Transcribe each line of the material exactly as it stands.

▸ DATA TO USE:
# # # # # # #
use serde::{Deserialize, Serialize};

#[derive(Debug, Clone, Serialize, Deserialize)]
pub struct Workspace {
    pub id: i64,
    pub name: String,
    #[serde(default)]
    pub description: String,
    pub default_time_limit: i64,
    pub owner_id: i64,
    pub created_at: String,
    pub updated_at: String,
}

#[derive(Debug, Clone, Serialize, Deserialize)]
pub struct WorkspaceCreate {
    pub name: String,
    #[serde(default, skip_serializing_if = "Option::is_none")]
    pub description: Option<String>,
    #[serde(default, skip_serializing_if = "Option::is_none")]
    pub default_time_limit: Option<i64>,
}

/// A user's membership record within a workspace.
#[derive(Debug, Clone, Serialize, Deserialize)]
pub struct WorkspaceUser {
    pub id: i64,
    pub email: String,
    pub name: String,
    pub role: String,
    pub time_limit: i64,
}

#[derive(Debug, Clone, Serialize, Deserialize)]
pub struct WorkspaceUserCreate {
    pub user_id: i64,
    pub role: String,
    #[serde(default, skip_serializing_if = "Option::is_none")]
    pub time_limit: Option<i64>,
}

/// Partial update; at least one field must be set, which the command
/// layer enforces before sending.
#[derive(Debug, Clone, Serialize, Deserialize)]
pub struct WorkspaceUserUpdate {
    #[serde(default, skip_serializing_if = "Option::is_none")]
    pub role: Option<String>,
    #[serde(default, skip_serializing_if = "Option::is_none")]
    pub time_limit: Option<i64>,
}

/// A blueprint shared into a workspace.
#[derive(Debug, Clone, Serialize, Deserialize)]
pub struct WorkspaceBlueprint {
    pub blueprint_id: i64,
    pub blueprint_type: String,
    pub permission: String,
}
# # # # # # #
▸ WRITTEN RESPONSE:
use serde::{Deserialize, Serialize};

#[derive(Debug, Clone, Serialize, Deserialize)]
pub struct Workspace {
    pub id: i64,
    pub name: String,
    #[serde(default)]
    pub description: String,
    pub default_time_limit: i64,
    pub owner_id: i64,
    pub created_at: String,
    pub updated_at: String,
}

#[derive(Debug, Clone, Serialize, Deserialize)]
pub struct WorkspaceCreate {
    pub name: String,
    #[serde(default, skip_serializing_if = "Option::is_none")]
    pub description: Option<String>,
    #[serde(default, skip_serializing_if = "Option::is_none")]
    pub default_time_limit: Option<i64>,
}

/// A user's membership record within a workspace.
#[derive(Debug, Clone, Serialize, Deserialize)]
pub struct WorkspaceUser {
    pub id: i64,
    pub email: String,
    pub name: String,
    pub role: String,
    pub time_limit: i64,
}

#[derive(Debug, Clone, Serialize, Deserialize)]
pub struct WorkspaceUserCreate {
    pub user_id: i64,
    pub role: String,
    #[serde(default, skip_serializing_if = "Option::is_none")]
    pub time_limit: Option<i64>,
}

/// Partial update; at least one field must be set, which the command
/// layer enforces before sending.
#[derive(Debug, Clone, Serialize, Deserialize)]
pub struct WorkspaceUserUpdate {
    #[serde(default, skip_serializing_if = "Option::is_none")]
    pub role: Option<String>,
    #[serde(default, skip_serializing_if = "Option::is_none")]
    pub time_limit: Option<i64>,
}

/// A blueprint shared into a workspace.
#[derive(Debug, Clone, Serialize, Deserialize)]
pub struct WorkspaceBlueprint {
    pub blueprint_id: i64,
    pub blueprint_type: String,
    pub permission: String,
}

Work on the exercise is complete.